# iPad 2 le jour J ?



## Quentiiin (12 Mars 2011)

Salut à tous. 
Ma question est simple. Je n'ai pas l'habitude se sauter sur les sorties Apple dès le premier jour, mais je pars le 8 avril pour 3 semaines en Indes, et ça m'emmerderai de ne pas avoir l'iPad 2 pour mon voyage. 
Vu les délais de livraison qui s'allongent aux US, si l'on part du principe que l'iPad 2 sortira bien le 25, quelle est la meilleure solution pour l'avoir rapidement ? 

Vaut-il mieux le commander sur l'appstore ? Se déplacer tôt le matin dans une boutique Apple ou dans une fnac (j'habite à Paris) ? 

Voilà, je vous remercie pour vos conseil, et j'espère que tous ceux qui en veulent un en auront un à temps.


----------



## Gwen (12 Mars 2011)

Le mieux, faire une réservation  a la FNAC. Souvent, ils acceptent.

Sinon, Apple store tôt le matin.

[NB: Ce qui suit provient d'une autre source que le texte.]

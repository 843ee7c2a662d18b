//! Logging setup for applications embedding the client.
//!
//! The library itself only emits `tracing` spans and events. Binaries that have no
//! subscriber of their own can install one here.

use std::io;

use tracing_subscriber::{
    EnvFilter,
    fmt::{self, format::FmtSpan},
    layer::SubscriberExt,
    util::SubscriberInitExt,
};

use crate::error::{Result, SimplePayError};

/// Log output format.
#[derive(Debug, Clone, Copy, Default, PartialEq, Eq)]
pub enum LogFormat {
    /// Human-readable output for development.
    #[default]
    Pretty,
    /// JSON lines for log aggregation.
    Json,
}

impl LogFormat {
    /// Reads the format from `LOG_FORMAT` (`json` or `pretty`, default `pretty`).
    #[must_use]
    pub fn from_env() -> Self {
        Self::parse(&std::env::var("LOG_FORMAT").unwrap_or_default())
    }

    /// Parses a format name; anything but `json` is [`LogFormat::Pretty`].
    #[must_use]
    pub fn parse(value: &str) -> Self {
        if value.trim().eq_ignore_ascii_case("json") { Self::Json } else { Self::Pretty }
    }
}

/// Installs a global subscriber writing to stderr.
///
/// Filtering follows `RUST_LOG` and defaults to `info`. Span close events carry
/// timing, so each gateway exchange logs its duration.
///
/// # Errors
///
/// Returns [`SimplePayError::ConfigError`] if a global subscriber is already set.
///
/// # Examples
///
/// ```no_run
/// use simplepay::observability::{LogFormat, init_tracing};
///
/// init_tracing(LogFormat::from_env()).unwrap();
/// ```
pub fn init_tracing(format: LogFormat) -> Result<()> {
    let filter = EnvFilter::try_from_default_env().unwrap_or_else(|_| EnvFilter::new("info"));
    let subscriber = tracing_subscriber::registry().with(filter);

    let result = match format {
        LogFormat::Pretty => subscriber
            .with(
                fmt::layer()
                    .with_target(true)
                    .with_span_events(FmtSpan::CLOSE)
                    .with_writer(io::stderr),
            )
            .try_init(),
        LogFormat::Json => subscriber
            .with(
                fmt::layer()
                    .json()
                    .with_current_span(true)
                    .with_span_list(true)
                    .with_target(true)
                    .with_span_events(FmtSpan::CLOSE)
                    .with_writer(io::stderr),
            )
            .try_init(),
    };

    result.map_err(|e| SimplePayError::ConfigError(format!("cannot install tracing subscriber: {e}")))
}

Il ne devrait pas y avoir une queue immense en France.


----------



## Quentiiin (12 Mars 2011)

gwen a dit:


> Le mieux, faire une réservation  a la FNAC. Souvent, ils acceptent.
> 
> Sinon, Apple store tôt le matin. Il ne devrait pas y avoir une queue immense en France.



Merci, je pense que j'irai à la fnac quelques jours avant pour savoir si je peux réserver. Sinon, je me déplacerai dans un store Apple.


----------



## Mr_Jak (21 Mars 2011)

Je ne suis pas habitué non plus a sauter sur les sorties, mais pensez vous que l'on pourra commander dès demain (mardi) sur le site apple pour une livraison chez soi dès vendredi?

Ou alors les commandes commenceront aussi vendredi?


----------



## gil83320 (21 Mars 2011)

perso, je pense que l'apple store lancera la commercialisation le 25 au matin. Chez nous peu de quatité sont prévu dans les magasin du coin, la Fnac devrait en recevoir une 50 ène et Boulanger 40.
Moi je l'ai réservé à Boulanger, car à la FNAC il y a déjà une sacré liste d'attente.
A boulanger, je suis en numéro 1
Par contre aussi bien à la Fnac qu'a Boulanger, la mise a dispo de l'Ipad se fera à 17h00 pas avant


----------



## Raccer (21 Mars 2011)

Savez vous si le 25 mars les iPad 2 seront disponible avant 17h partout ?

Je suis au Canada et j'aimerais savoir si je pourrai achater mon iPad 2 le matin ou attendre 17h ?


----------



## Aitae (21 Mars 2011)

17h? Comment ça? Vous voulez dire que je devrais faire la queue jusqu'à 17H à l'Apple Store du Louvre pour mon iPad 2?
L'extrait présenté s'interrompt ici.